Stored items:

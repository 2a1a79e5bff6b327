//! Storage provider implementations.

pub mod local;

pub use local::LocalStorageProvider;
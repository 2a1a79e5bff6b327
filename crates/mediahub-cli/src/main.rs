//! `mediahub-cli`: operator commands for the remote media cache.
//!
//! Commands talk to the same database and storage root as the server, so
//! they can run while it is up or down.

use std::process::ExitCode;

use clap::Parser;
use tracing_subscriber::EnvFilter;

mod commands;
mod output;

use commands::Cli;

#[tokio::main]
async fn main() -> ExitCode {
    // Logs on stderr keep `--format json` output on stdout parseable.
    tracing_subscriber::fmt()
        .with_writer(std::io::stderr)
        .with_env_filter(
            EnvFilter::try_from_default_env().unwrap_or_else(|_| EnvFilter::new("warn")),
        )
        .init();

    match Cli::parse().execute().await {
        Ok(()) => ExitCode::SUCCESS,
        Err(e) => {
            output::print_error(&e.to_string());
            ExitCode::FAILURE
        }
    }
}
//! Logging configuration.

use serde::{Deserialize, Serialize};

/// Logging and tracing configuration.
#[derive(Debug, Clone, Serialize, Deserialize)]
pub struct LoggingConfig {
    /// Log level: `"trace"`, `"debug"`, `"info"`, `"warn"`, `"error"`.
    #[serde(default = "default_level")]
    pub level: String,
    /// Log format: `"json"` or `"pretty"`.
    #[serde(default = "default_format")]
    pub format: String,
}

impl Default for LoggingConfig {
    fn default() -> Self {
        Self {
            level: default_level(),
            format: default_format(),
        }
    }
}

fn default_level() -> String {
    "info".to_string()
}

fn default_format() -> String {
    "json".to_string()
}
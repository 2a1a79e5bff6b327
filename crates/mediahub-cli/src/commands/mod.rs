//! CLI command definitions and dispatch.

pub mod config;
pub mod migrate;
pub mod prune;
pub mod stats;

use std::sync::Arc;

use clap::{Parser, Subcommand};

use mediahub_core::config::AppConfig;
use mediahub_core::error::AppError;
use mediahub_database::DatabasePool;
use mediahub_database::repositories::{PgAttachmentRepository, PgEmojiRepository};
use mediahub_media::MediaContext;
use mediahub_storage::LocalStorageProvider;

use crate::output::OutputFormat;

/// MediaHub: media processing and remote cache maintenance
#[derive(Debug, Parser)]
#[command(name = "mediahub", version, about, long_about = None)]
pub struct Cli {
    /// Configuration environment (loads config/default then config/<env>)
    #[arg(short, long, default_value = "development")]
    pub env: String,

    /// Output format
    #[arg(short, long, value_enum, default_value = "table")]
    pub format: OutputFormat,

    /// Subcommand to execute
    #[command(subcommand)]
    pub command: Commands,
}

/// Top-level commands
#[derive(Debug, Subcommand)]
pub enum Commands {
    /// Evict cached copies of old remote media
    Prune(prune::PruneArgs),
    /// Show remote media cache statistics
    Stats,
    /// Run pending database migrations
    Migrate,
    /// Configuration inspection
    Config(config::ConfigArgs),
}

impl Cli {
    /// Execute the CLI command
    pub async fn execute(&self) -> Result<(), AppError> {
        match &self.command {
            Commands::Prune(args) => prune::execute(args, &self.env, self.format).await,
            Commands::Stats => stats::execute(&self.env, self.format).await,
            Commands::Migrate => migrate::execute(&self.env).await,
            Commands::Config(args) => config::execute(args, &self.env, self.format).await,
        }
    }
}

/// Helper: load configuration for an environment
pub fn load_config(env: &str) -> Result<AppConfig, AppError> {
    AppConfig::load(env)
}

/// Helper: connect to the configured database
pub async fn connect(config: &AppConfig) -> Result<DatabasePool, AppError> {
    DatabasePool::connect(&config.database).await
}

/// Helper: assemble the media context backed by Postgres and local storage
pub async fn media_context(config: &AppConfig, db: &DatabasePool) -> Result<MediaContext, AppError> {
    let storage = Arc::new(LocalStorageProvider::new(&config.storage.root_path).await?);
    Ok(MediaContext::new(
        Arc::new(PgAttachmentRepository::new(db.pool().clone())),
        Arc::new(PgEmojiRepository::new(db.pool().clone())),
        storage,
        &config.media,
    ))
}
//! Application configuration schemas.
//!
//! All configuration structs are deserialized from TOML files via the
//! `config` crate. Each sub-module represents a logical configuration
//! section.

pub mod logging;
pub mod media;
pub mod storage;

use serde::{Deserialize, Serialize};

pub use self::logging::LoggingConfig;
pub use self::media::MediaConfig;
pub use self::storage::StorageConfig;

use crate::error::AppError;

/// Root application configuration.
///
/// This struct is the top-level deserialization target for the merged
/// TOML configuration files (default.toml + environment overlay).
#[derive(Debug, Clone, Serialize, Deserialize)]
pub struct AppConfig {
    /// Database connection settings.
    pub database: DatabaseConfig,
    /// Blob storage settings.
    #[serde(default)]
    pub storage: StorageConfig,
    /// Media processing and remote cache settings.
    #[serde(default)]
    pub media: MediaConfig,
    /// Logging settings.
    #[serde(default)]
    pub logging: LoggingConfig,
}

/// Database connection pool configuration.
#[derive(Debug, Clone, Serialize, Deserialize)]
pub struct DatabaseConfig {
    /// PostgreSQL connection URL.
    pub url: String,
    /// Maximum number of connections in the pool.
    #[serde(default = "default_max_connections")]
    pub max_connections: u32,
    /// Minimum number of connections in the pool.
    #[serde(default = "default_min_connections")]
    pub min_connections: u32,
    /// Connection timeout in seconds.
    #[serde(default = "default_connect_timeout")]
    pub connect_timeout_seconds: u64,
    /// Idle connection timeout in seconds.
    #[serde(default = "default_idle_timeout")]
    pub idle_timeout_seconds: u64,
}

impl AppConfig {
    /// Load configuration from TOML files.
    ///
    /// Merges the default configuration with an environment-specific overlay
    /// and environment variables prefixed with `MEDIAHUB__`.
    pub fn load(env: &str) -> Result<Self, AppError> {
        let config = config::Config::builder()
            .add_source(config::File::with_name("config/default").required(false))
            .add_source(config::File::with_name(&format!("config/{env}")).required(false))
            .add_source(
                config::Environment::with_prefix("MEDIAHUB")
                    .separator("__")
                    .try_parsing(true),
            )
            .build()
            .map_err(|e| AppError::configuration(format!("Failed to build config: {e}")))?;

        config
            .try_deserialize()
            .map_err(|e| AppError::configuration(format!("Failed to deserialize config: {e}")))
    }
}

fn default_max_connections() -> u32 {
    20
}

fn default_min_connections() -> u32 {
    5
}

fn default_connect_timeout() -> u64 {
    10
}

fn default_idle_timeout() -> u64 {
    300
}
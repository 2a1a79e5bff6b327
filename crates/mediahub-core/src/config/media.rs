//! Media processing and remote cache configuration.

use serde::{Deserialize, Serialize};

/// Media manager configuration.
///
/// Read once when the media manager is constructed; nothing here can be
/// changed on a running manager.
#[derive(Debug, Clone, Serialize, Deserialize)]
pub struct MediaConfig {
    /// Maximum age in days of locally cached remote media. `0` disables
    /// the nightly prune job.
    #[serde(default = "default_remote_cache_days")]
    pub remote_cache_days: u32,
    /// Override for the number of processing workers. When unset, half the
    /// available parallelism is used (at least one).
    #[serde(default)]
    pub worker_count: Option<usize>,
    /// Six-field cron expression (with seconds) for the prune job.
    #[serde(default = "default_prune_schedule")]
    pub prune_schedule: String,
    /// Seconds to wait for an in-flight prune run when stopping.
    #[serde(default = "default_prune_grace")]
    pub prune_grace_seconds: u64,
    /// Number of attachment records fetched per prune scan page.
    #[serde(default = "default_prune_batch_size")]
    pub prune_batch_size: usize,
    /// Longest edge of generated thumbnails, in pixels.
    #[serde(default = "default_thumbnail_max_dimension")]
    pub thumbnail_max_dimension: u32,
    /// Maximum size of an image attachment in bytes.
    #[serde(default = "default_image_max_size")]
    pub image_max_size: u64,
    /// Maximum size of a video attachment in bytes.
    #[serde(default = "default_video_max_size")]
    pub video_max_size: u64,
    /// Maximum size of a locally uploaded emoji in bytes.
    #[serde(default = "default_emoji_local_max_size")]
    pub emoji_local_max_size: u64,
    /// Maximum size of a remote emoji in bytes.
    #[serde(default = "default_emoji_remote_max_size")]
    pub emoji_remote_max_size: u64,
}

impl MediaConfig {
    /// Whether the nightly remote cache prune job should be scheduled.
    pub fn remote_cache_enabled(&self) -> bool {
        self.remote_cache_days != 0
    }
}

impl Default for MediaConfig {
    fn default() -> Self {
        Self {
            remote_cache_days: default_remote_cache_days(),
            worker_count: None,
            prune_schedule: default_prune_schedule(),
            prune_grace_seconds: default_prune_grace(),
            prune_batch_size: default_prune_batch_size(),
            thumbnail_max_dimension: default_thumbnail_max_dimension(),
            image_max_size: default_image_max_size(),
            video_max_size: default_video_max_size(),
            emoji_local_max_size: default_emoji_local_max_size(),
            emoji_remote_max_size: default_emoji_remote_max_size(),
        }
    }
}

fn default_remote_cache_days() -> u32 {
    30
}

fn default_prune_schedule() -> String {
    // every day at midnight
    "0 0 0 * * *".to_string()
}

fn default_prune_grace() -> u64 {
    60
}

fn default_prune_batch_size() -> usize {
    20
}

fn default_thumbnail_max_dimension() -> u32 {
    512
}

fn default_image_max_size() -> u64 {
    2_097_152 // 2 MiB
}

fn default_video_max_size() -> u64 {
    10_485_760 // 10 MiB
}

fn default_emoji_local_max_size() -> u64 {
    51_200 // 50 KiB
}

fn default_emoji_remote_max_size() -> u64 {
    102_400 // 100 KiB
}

[Exercise directions]
Start at the first line of the entries and stop at the line with "pub mod migrate;". Retype each of those lines exactly, both ends included.

[Output for this exercise]
repository 2a1a79e5bff6b327
//! Storage provider implementations.

pub mod local;

pub use local::LocalStorageProvider;
repository 2a1a79e5bff6b327
filename crates/mediahub-cli/src/main.rs
//! `mediahub-cli`: operator commands for the remote media cache.
//!
//! Commands talk to the same database and storage root as the server, so
//! they can run while it is up or down.

use std::process::ExitCode;

use clap::Parser;
use tracing_subscriber::EnvFilter;

mod commands;
mod output;

use commands::Cli;

#[tokio::main]
async fn main() -> ExitCode {
    // Logs on stderr keep `--format json` output on stdout parseable.
    tracing_subscriber::fmt()
        .with_writer(std::io::stderr)
        .with_env_filter(
            EnvFilter::try_from_default_env().unwrap_or_else(|_| EnvFilter::new("warn")),
        )
        .init();

    match Cli::parse().execute().await {
        Ok(()) => ExitCode::SUCCESS,
        Err(e) => {
            output::print_error(&e.to_string());
            ExitCode::FAILURE
        }
    }
}
//! Logging configuration.

use serde::{Deserialize, Serialize};

/// Logging and tracing configuration.
#[derive(Debug, Clone, Serialize, Deserialize)]
pub struct LoggingConfig {
    /// Log level: `"trace"`, `"debug"`, `"info"`, `"warn"`, `"error"`.
    #[serde(default = "default_level")]
    pub level: String,
    /// Log format: `"json"` or `"pretty"`.
    #[serde(default = "default_format")]
    pub format: String,
}

impl Default for LoggingConfig {
    fn default() -> Self {
        Self {
            level: default_level(),
            format: default_format(),
        }
    }
}

fn default_level() -> String {
    "info".to_string()
}

fn default_format() -> String {
    "json".to_string()
}
repository 2a1a79e5bff6b327
filename crates/mediahub-cli/src/commands/mod.rs
//! CLI command definitions and dispatch.

pub mod config;
pub mod migrate;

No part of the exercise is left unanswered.